'Better days will return': Queen's historic coronavirus address
Queen Elizabeth II has delivered a historic address on the coronavirus pandemic from Windsor Castle in which she reassured the United Kingdom and the world that "better days will return".
Her Majesty called on the "self-discipline, good-humoured resolve and a fellow feeling" of the British people to get through the COVID-19 crisis.
"Together we are tackling this disease and I want to assure you that if we remain united and resolute, then we will overcome it," she said.
READ MORE: Live updates on the coronavirus pandemic crisis
"I hope in the years to come everyone will be able to take pride in how they responded to this challenge and those who come after us will say the Britons of this generation are as strong as any."
In just the fifth special address of her reign, the Queen also applauded the UK's National Health Service and essential workers "who selflessly continue their day-to-day duties outside the home in support of us all."
"What you do is appreciated and every hour of your hard work brings us closer to a return to more normal times," she said.
"I also want to thank those of you who are staying at home, thereby helping to protect the vulnerable and sparing many families the pain already felt by those who have lost loved ones.

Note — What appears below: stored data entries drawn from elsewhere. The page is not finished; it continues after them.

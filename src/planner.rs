//! Validation of submitted form fields and the pure decision logic that turns
//! a request plus fetched metadata into an [`ExtractionPlan`].

use std::path::Path;

use chrono::Utc;
use url::Url;
use uuid::Uuid;

use crate::{
    config::non_empty,
    error::DownloadError,
    model::{DownloadForm, DownloadRequest, ExtractionPlan, MediaFormat, Quality, Sink, VideoInfo},
};

/// Pre-muxed 360p/480p mp4 in the extractor's YouTube catalog.
pub const PROGRESSIVE_480P: &str = "18";
/// Pre-muxed 720p mp4 in the extractor's YouTube catalog.
pub const PROGRESSIVE_720P: &str = "22";
/// 1080p avc video (137) with m4a audio (140). No progressive variant exists.
pub const SELECTION_1080P: &str = "137+140";
pub const SELECTION_BEST: &str = "bestvideo+bestaudio";

const AUDIO_SELECTION: &str = "bestaudio";
const TEMP_FILE_NAME: &str = "download.mp4";
const FALLBACK_STEM: &str = "download";
const MAX_STEM_CHARS: usize = 140;

const SUPPORTED_DOMAINS: [&str; 4] = [
    "youtube.com",
    "youtu.be",
    "youtube-nocookie.com",
    "youtube.googleapis.com",
];

/// Inputs to [`plan`] that do not come from the request itself.
#[derive(Debug, Clone, Copy)]
pub struct PlanContext<'a> {
    pub work_dir: &'a Path,
    pub job_token: &'a str,
    pub no_check_certificates: bool,
}

/// The stream-selection expression for a request and whether it names a
/// single pre-muxed stream.
#[derive(Debug, Clone, PartialEq, Eq)]
pub struct Selection {
    pub expression: String,
    pub progressive: bool,
}

impl Selection {
    fn progressive(format_id: &str) -> Self {
        Self {
            expression: format_id.to_string(),
            progressive: true,
        }
    }

    fn combined(expression: impl Into<String>) -> Self {
        Self {
            expression: expression.into(),
            progressive: false,
        }
    }

    fn capped(height: u32) -> Self {
        Self::combined(format!(
            "bestvideo[height<={height}]+bestaudio/best[height<={height}]"
        ))
    }
}

pub fn validate(form: &DownloadForm) -> Result<DownloadRequest, DownloadError> {
    let url = form
        .url
        .as_deref()
        .and_then(non_empty)
        .ok_or_else(|| DownloadError::invalid_input("Enter a YouTube URL"))?;
    if !is_supported_video_url(url) {
        return Err(DownloadError::invalid_input("Invalid YouTube URL"));
    }

    let format = form
        .format
        .as_deref()
        .and_then(MediaFormat::parse)
        .ok_or_else(|| DownloadError::invalid_input("Choose either MP3 or MP4"))?;

    let quality = match format {
        MediaFormat::Audio => Quality::Best,
        MediaFormat::Video => Quality::parse(form.quality.as_deref()).ok_or_else(|| {
            DownloadError::invalid_input("Choose a quality of 480p, 720p, 1080p or best")
        })?,
    };

    Ok(DownloadRequest {
        url: url.to_string(),
        format,
        quality,
    })
}

pub fn is_supported_video_url(input: &str) -> bool {
    let Ok(parsed) = Url::parse(input) else {
        return false;
    };

    if !matches!(parsed.scheme(), "http" | "https") {
        return false;
    }

    let Some(host) = parsed.host_str().map(str::to_ascii_lowercase) else {
        return false;
    };

    SUPPORTED_DOMAINS
        .iter()
        .any(|domain| host == *domain || host.ends_with(&format!(".{domain}")))
}

/// Reduces a title to ASCII word characters (`[A-Za-z0-9_]`) and single
/// spaces so that it can be used as a filename stem and inside a header.
pub fn sanitize_title(title: &str) -> String {
    let mut sanitized = String::with_capacity(title.len());

    for character in title.chars() {
        if character.is_ascii_alphanumeric() || character == '_' {
            sanitized.push(character);
        } else if character.is_whitespace() && !sanitized.ends_with(' ') {
            sanitized.push(' ');
        }
    }

    let stem: String = sanitized.trim().chars().take(MAX_STEM_CHARS).collect();
    let stem = stem.trim_end();
    if stem.is_empty() {
        FALLBACK_STEM.to_string()
    } else {
        stem.to_string()
    }
}

pub fn resolve_selection(quality: Quality, info: &VideoInfo) -> Selection {
    match quality {
        Quality::Q480 if info.advertises_progressive(PROGRESSIVE_480P) => {
            Selection::progressive(PROGRESSIVE_480P)
        }
        Quality::Q480 => Selection::capped(480),
        Quality::Q720 if info.advertises_progressive(PROGRESSIVE_720P) => {
            Selection::progressive(PROGRESSIVE_720P)
        }
        Quality::Q720 => Selection::capped(720),
        Quality::Q1080 => Selection::combined(SELECTION_1080P),
        Quality::Best => Selection::combined(SELECTION_BEST),
    }
}

/// A token unique to one request, used to name its job directory.
pub fn job_token() -> String {
    format!(
        "{}-{}",
        Utc::now().format("%Y%m%dT%H%M%S%3f"),
        Uuid::new_v4().simple()
    )
}

pub fn plan(request: &DownloadRequest, info: &VideoInfo, context: &PlanContext<'_>) -> ExtractionPlan {
    let stem = sanitize_title(info.title.as_deref().unwrap_or_default());
    let output_filename = format!("{stem}.{}", request.format.extension());

    let mut args = vec!["--no-playlist".to_string(), "--no-warnings".to_string()];
    if context.no_check_certificates {
        args.push("--no-check-certificates".to_string());
    }

    let sink = match request.format {
        MediaFormat::Audio => {
            args.extend(
                [
                    "-f",
                    AUDIO_SELECTION,
                    "-x",
                    "--audio-format",
                    "mp3",
                    "--audio-quality",
                    "0",
                ]
                .map(String::from),
            );
            Sink::Stream
        }
        MediaFormat::Video => {
            let selection = resolve_selection(request.quality, info);
            args.push("-f".to_string());
            args.push(selection.expression);
            args.push("--merge-output-format".to_string());
            args.push("mp4".to_string());

            if selection.progressive {
                Sink::Stream
            } else {
                Sink::TempFile(context.work_dir.join(context.job_token).join(TEMP_FILE_NAME))
            }
        }
    };

    args.push("-o".to_string());
    args.push(match &sink {
        Sink::Stream => "-".to_string(),
        Sink::TempFile(path) => path.to_string_lossy().into_owned(),
    });
    args.push(request.url.clone());

    ExtractionPlan {
        url: request.url.clone(),
        output_filename,
        content_type: request.format.content_type(),
        tool_arguments: args,
        sink,
    }
}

"The pride in who we are is not a part of our past, it defines our present and our future.
"The moments when the United Kingdom has come together to applaud its care and essential workers will be remembered as an expression of our national spirit."
The 93-year-old monarch called on her memory of her first national broadcast made in 1940 with her sister, Princess Margaret, in acknowledging the difficulty of the current self-isolation advice in place around the world.
"Today, once again, many will feel a painful sense of separation from their loved ones but now, as then, we know deep down that it is the right thing to do," Her Majesty said.
"While we have faced challenges before, this one is different. This time we join with all nations across the globe in a common endeavour using the great advances of science and our instinctive compassion to heal.
"We will succeed and that success will belong to everyone one of us.
"We should take comfort that while we have more still to endure, better days will return. We will be with our friends again, we will be with our families again, we will meet again."
In the United Kingdom, more than 47,000 people have tested positive for COVID-19 while almost 5000 people have been killed. Worldwide, the death toll has now surpassed 68,000.